The ethanol industry is getting a rare run for its money in Washington in recent weeks as a number of lawmakers try to repeal the many tax breaks the fuel additive has received for years.
This has traditional critics of the industry stepping up their game, including the Environmental Working Group. The nonpartisan nonprofit has issued reports critical of ethanol in the past, and is weighing in this week with one that looks at concerns about the impact of ethanol on engine maintenance.
The EPA recently approved an increase in the amount of ethanol that can be blended with gasoline from 10 percent to 15 percent. There’s been some concern that more ethanol will create added performance and maintenance issues with gasoline engines, however, and that car makers won’t honor service warranties if problems are traced to E15 problems.
So EWG called the U.S. headquarters of 13 major automakers (posing as regular consumers) and asked where the car companies stood on E15 and engine warranties.
Here’s a summary of their results, based on conversations with company reps:
Four companies said warranties would be voided if E15 caused engine trouble:
- Lexus suggested using premium unleaded fuel with an octane of 91 or higher. Since E15 is not listed as a recommended fuel in its owner’s manuals, the warranty would be voided if using E15 caused engine problems.
- Subaru said a vehicle’s warranty could be voided if an engine problem were traced to using E15. Subaru’s representative noted that some people recommend against higher ethanol blends.
- Toyota noted that their owner’s manuals explicitly state that the warranty is only valid for blends up to E10, except for its limited number of flex-fuel vehicles.
- Volkswagen’s representative suggested calling a local dealer but said that warranties would be voided if an engine problem were traced to the fuel.
Other companies gave answers that were more vague:
- BMW referred consumers to a local dealership.
- Dodge’s representative had not personally heard of E15 before. Instead, EWG was referred to a local dealer and EPA’s website, which provides no information by car makes or models.
- Jeep’s representative said using E15 in vehicles manufactured after 2007 should be fine, but that there are concerns with vehicles that fall in model years 2001 to 2006 . The company recommended checking with a dealership to see if the difference between E10 and E15 would matter for a particular vehicle, and also suggested referring to the owner’s manual.

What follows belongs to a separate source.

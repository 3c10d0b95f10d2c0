//! Sparse convolution tensor

mod conversion;
mod core;

pub use core::SparseConvTensor;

- Honda’s representative said only E10 is covered by the warranty in the owner’s manual and there is a good likelihood that it would be voided if a higher ethanol blend were used. It, too, recommended checking with a local dealer.
Some companies said they knew nothing about E15 and only had information about E85, or referred to the cars’ recommended octane level:
- Ford’s owner’s manuals say its vehicles should not use fuel with more than 10 percent ethanol. A representative mentioned that a few weeks prior, a customer had engine trouble after using 20 percent ethanol (E20) and warned that gaskets and seals can wear faster with the higher blends.
- Saturn’s representative was not familiar with E15 but mentioned that E85 can only be used in flex-fuel vehicles, and that its cars are made with yellow gas caps to signal compatibility with ethanol fuel.
- Buick said it does not make vehicles that are compatible with E15 and only had information on E85 and its use in flex-fuel vehicles. In the end, 87 or higher octane fuel was recommended.
- Nissan’s representative confirmed that E15 is not mentioned in the owner’s manual and instead recommended using a fuel with 91 or higher octane content.
One company said its warranty would not be voided with E15 so long as the correct octane level was used:
- Chevrolet’s representative indicated that owners should use regular unleaded gasoline of 87 or higher octane to avoid heavy “knocking.” The vehicle warranty would not be voided as long as that condition was met.